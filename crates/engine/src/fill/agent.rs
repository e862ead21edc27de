// SPDX-License-Identifier: BUSL-1.1
// Copyright (c) 2026 Alfred Jean LLC

//! Openclaw agent fill provider

use super::parse::extract_fill_json;
use super::prompt::build_prompt;
use super::{FillContext, FillError, FillRunner};
use crate::subprocess::run_with_timeout;
use async_trait::async_trait;
use serde_json::Value;
use std::time::Duration;
use tokio::process::Command;

/// Grace period on top of the agent's own timeout before the outer kill.
const OUTER_TIMEOUT_GRACE_SECS: u64 = 30;

/// Provider that delegates to an openclaw agent invocation.
#[derive(Debug, Clone)]
pub struct OpenclawRunner {
    bin: String,
    agent_id: String,
    timeout_secs: u64,
}

impl OpenclawRunner {
    pub fn new(bin: String, agent_id: String, timeout_secs: u64) -> Self {
        Self { bin, agent_id, timeout_secs }
    }
}

#[async_trait]
impl FillRunner for OpenclawRunner {
    fn provider_name(&self) -> &'static str {
        "openclaw"
    }

    async fn run(&self, ctx: &FillContext<'_>) -> Result<Value, FillError> {
        let prompt = build_prompt(ctx);
        let prompt_json = serde_json::to_string(&prompt).map_err(|err| FillError::Provider {
            provider: "openclaw",
            message: format!("prompt serialization failed: {err}"),
        })?;
        let message =
            format!("Fill the dashboard template fields. Respond with JSON only.\n\n{prompt_json}");

        tracing::info!(
            template_id = %ctx.template.id,
            agent = %self.agent_id,
            attempt = ctx.attempt,
            "invoking fill agent"
        );

        let mut cmd = Command::new(&self.bin);
        cmd.arg("--agent")
            .arg(&self.agent_id)
            .arg("--message")
            .arg(&message)
            .arg("--json")
            .arg("--timeout")
            .arg(self.timeout_secs.to_string());

        let outer = Duration::from_secs(self.timeout_secs + OUTER_TIMEOUT_GRACE_SECS);
        let output = run_with_timeout(cmd, outer, "fill agent").await.map_err(|err| {
            FillError::Provider { provider: "openclaw", message: err.to_string() }
        })?;

        if !output.status.success() {
            let stderr = String::from_utf8_lossy(&output.stderr);
            return Err(FillError::Provider {
                provider: "openclaw",
                message: format!(
                    "exit code {}: {}",
                    output.status.code().unwrap_or(-1),
                    stderr.trim()
                ),
            });
        }

        let stdout = String::from_utf8_lossy(&output.stdout);
        extract_fill_json(&stdout).ok_or(FillError::Parse { provider: "openclaw" })
    }
}

#[cfg(test)]
#[path = "agent_tests.rs"]
mod tests;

WHAT IS BEING ASKED: Please reproduce the lines from the line with "use serde_json::Value;" to the line with "let outer = Duration::from_secs(self.timeout_secs", both ends included, exactly as they appear above.

WRITTEN RESPONSE:
use serde_json::Value;
use std::time::Duration;
use tokio::process::Command;

/// Grace period on top of the agent's own timeout before the outer kill.
const OUTER_TIMEOUT_GRACE_SECS: u64 = 30;

/// Provider that delegates to an openclaw agent invocation.
#[derive(Debug, Clone)]
pub struct OpenclawRunner {
    bin: String,
    agent_id: String,
    timeout_secs: u64,
}

impl OpenclawRunner {
    pub fn new(bin: String, agent_id: String, timeout_secs: u64) -> Self {
        Self { bin, agent_id, timeout_secs }
    }
}

#[async_trait]
impl FillRunner for OpenclawRunner {
    fn provider_name(&self) -> &'static str {
        "openclaw"
    }

    async fn run(&self, ctx: &FillContext<'_>) -> Result<Value, FillError> {
        let prompt = build_prompt(ctx);
        let prompt_json = serde_json::to_string(&prompt).map_err(|err| FillError::Provider {
            provider: "openclaw",
            message: format!("prompt serialization failed: {err}"),
        })?;
        let message =
            format!("Fill the dashboard template fields. Respond with JSON only.\n\n{prompt_json}");

        tracing::info!(
            template_id = %ctx.template.id,
            agent = %self.agent_id,
            attempt = ctx.attempt,
            "invoking fill agent"
        );

        let mut cmd = Command::new(&self.bin);
        cmd.arg("--agent")
            .arg(&self.agent_id)
            .arg("--message")
            .arg(&message)
            .arg("--json")
            .arg("--timeout")
            .arg(self.timeout_secs.to_string());

        let outer = Duration::from_secs(self.timeout_secs + OUTER_TIMEOUT_GRACE_SECS);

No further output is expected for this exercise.